Ocean Drilling Program data from Prydz Bay indicates a major compositional shift in glacial debris around 1.1 million years ago. The Australian Ocean Data Network hosts this record of the Lambert Glacier-Amery Ice Shelf system's evolution during the late Neogene. Stratigraphy shows most of the trough mouth fan was deposited prior to the Brunhes-Matuyama boundary 780,000 years ago.
Use Cases
- Modeling ice sheet dynamics based on described changes in flow patterns and erosion depth.
- Reconstructing paleoclimate conditions based on the timing of extreme ice advances and retreats.
- Analyzing sediment provenance shifts based on the described change from Lambert Graben-derived to basement-derived material.

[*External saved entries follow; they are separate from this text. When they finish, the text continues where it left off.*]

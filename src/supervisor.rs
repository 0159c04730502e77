/*
Copyright (c) 2022 VMware, Inc.
SPDX-License-Identifier: MIT
Permission is hereby granted, free of charge, to any person obtaining a copy
of this software and associated documentation files (the "Software"), to deal
in the Software without restriction, including without limitation the rights
to use, copy, modify, merge, publish, distribute, sublicense, and/or sell
copies of the Software, and to permit persons to whom the Software is
furnished to do so, subject to the following conditions:
The above copyright notice and this permission notice shall be included in all
copies or substantial portions of the Software.
THE SOFTWARE IS PROVIDED "AS IS", WITHOUT WARRANTY OF ANY KIND, EXPRESS OR
IMPLIED, INCLUDING BUT NOT LIMITED TO THE WARRANTIES OF MERCHANTABILITY,
FITNESS FOR A PARTICULAR PURPOSE AND NONINFRINGEMENT. IN NO EVENT SHALL THE
AUTHORS OR COPYRIGHT HOLDERS BE LIABLE FOR ANY CLAIM, DAMAGES OR OTHER
LIABILITY, WHETHER IN AN ACTION OF CONTRACT, TORT OR OTHERWISE, ARISING FROM,
OUT OF OR IN CONNECTION WITH THE SOFTWARE OR THE USE OR OTHER DEALINGS IN THE
SOFTWARE.
 */

//! The supervisor's event loop: a single `poll()` call multiplexing the signalfd and (optionally)
//! the manager descriptor, run until the child has been deliberately brought down.

use crate::child::{ChildProc, ChildProcState};
use crate::ipc;
use crate::signals::SignalGate;

use nix::poll::{poll, PollFd, PollFlags, PollTimeout};
use nix::sys::signal::Signal;
use std::os::fd::BorrowedFd;
use std::os::unix::io::{AsRawFd, FromRawFd, RawFd};
use std::os::unix::net::UnixStream;

pub struct Supervisor {
    pub child: ChildProc,
    signal_gate: SignalGate,
    manager: Option<UnixStream>,
    umask: u32,
}

impl Supervisor {
    pub fn new(child: ChildProc, manager_fd: Option<RawFd>, umask: u32) -> Supervisor {
        let signal_gate = SignalGate::block();
        let manager = manager_fd.map(|fd| unsafe { UnixStream::from_raw_fd(fd) });
        nix::sys::stat::umask(nix::sys::stat::Mode::from_bits_truncate(umask));

        Supervisor {
            child,
            signal_gate,
            manager,
            umask,
        }
    }

    /// Starts the child and runs until it's brought down for good, whether by `SIGTERM`/`SIGQUIT`,
    /// by exhausting the respawn policy, or by an IPC `kill` request.
    pub fn run(&mut self) {
        self.child.start();

        let mut pending_restart = false;

        loop {
            if self.child.exiting() {
                break;
            }

            // REDESIGN: the original guard here was `state != UP || state != READY`, which is
            // always true and so always re-armed `UP` even while already `READY`. The child
            // should only be promoted to `UP` on leaving `STARTING`.
            if self.child.state == ChildProcState::Starting {
                self.child.set_state(ChildProcState::Up);
            }

            let signal_fd = unsafe { BorrowedFd::borrow_raw(self.signal_gate.as_raw_fd()) };
            let manager_fd = self.manager.as_ref().map(|m| unsafe { BorrowedFd::borrow_raw(m.as_raw_fd()) });

            let mut fds = Vec::with_capacity(2);
            fds.push(PollFd::new(signal_fd, PollFlags::POLLIN));
            if let Some(fd) = manager_fd {
                fds.push(PollFd::new(fd, PollFlags::POLLIN));
            }

            let timeout = if !pending_restart {
                PollTimeout::NONE
            } else {
                let ms = self.child.config.respawn_delay.saturating_mul(1000).min(u16::MAX as u64);
                PollTimeout::from(ms as u16)
            };

            if poll(&mut fds, timeout).is_err() {
                std::process::abort();
            }

            if let Some(pfd) = fds.get(1) {
                if pfd.revents().unwrap_or_else(PollFlags::empty).contains(PollFlags::POLLIN) {
                    self.service_ipc();
                }
            }

            if fds[0].revents().unwrap_or_else(PollFlags::empty).contains(PollFlags::POLLIN) {
                let signal = self.signal_gate.read_signal();

                // REDESIGN: the original only ever wired SIGCHLD into its handler table at
                // runtime (TERM/QUIT handlers existed but the dispatch array indexed by signal
                // number was never populated for them in the live build this was distilled
                // from); both are handled here so the documented shutdown behavior is reachable.
                pending_restart = match signal {
                    Signal::SIGCHLD => self.handle_child_exit(),
                    Signal::SIGTERM | Signal::SIGQUIT => {
                        self.handle_termination();
                        false
                    }
                    _ => continue,
                };

                if pending_restart {
                    continue;
                }
            }

            if pending_restart {
                self.child.start();
                pending_restart = false;
            }
        }
    }

    fn handle_child_exit(&mut self) -> bool {
        let should_restart = self.child.monitor();

        if !should_restart {
            self.child.set_state(ChildProcState::Stopping);
            return false;
        }

        self.child.config.respawn_delay > 0
    }

    fn handle_termination(&mut self) {
        self.child.set_state(ChildProcState::Down);
        self.child.kill(true);
    }

    fn service_ipc(&mut self) {
        let manager = match &mut self.manager {
            Some(m) => m,
            None => return,
        };

        // On decode/dispatch I/O failure the manager is dropped from the watch set *and* the
        // descriptor is closed by letting `UnixStream` run its `Drop` impl -- the original only
        // did the former, which could leave a half-broken descriptor sitting in the poll set.
        if ipc::handle_one(manager, &mut self.child).is_err() {
            self.manager = None;
        }
    }

    pub fn umask(&self) -> u32 {
        self.umask
    }
}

- Studying the relationship between 100-ka climate cycles and ice discharge patterns described for the mid-Pleistocene transition.
Strengths
- Description provides specific temporal markers, including a compositional shift at ~1.1 Ma BP and the Brunhes-Matuyama boundary at 780 ka BP.
- Data is associated with the Ocean Drilling Program, a major international scientific endeavor.
- Spatial focus is clearly defined on the Prydz Bay region and the Lambert Glacier-Amery Ice Shelf system.
Limitations
- Column-level documentation is absent; field semantics must be inferred after download.
- Row count is unknown, which may limit suitability assessment.
- Data format is HTML, which may require parsing to extract structured data.
Provenance
- Source
- Australian Ocean Data Network
- Collection Method
- Likely contains core sample data and analysis from Ocean Drilling Program expeditions.
- Time Range
- Late Neogene, with specific events from the Early Pliocene to mid-Pleistocene (~5.3 Ma to ~780 ka BP).
- Freshness
- Last updated 2026-06-04 07:21:16.517632; freshness should be verified.
- Geography
- Prydz Bay, East Antarctica, focusing on the Lambert Glacier-Amery Ice Shelf drainage system.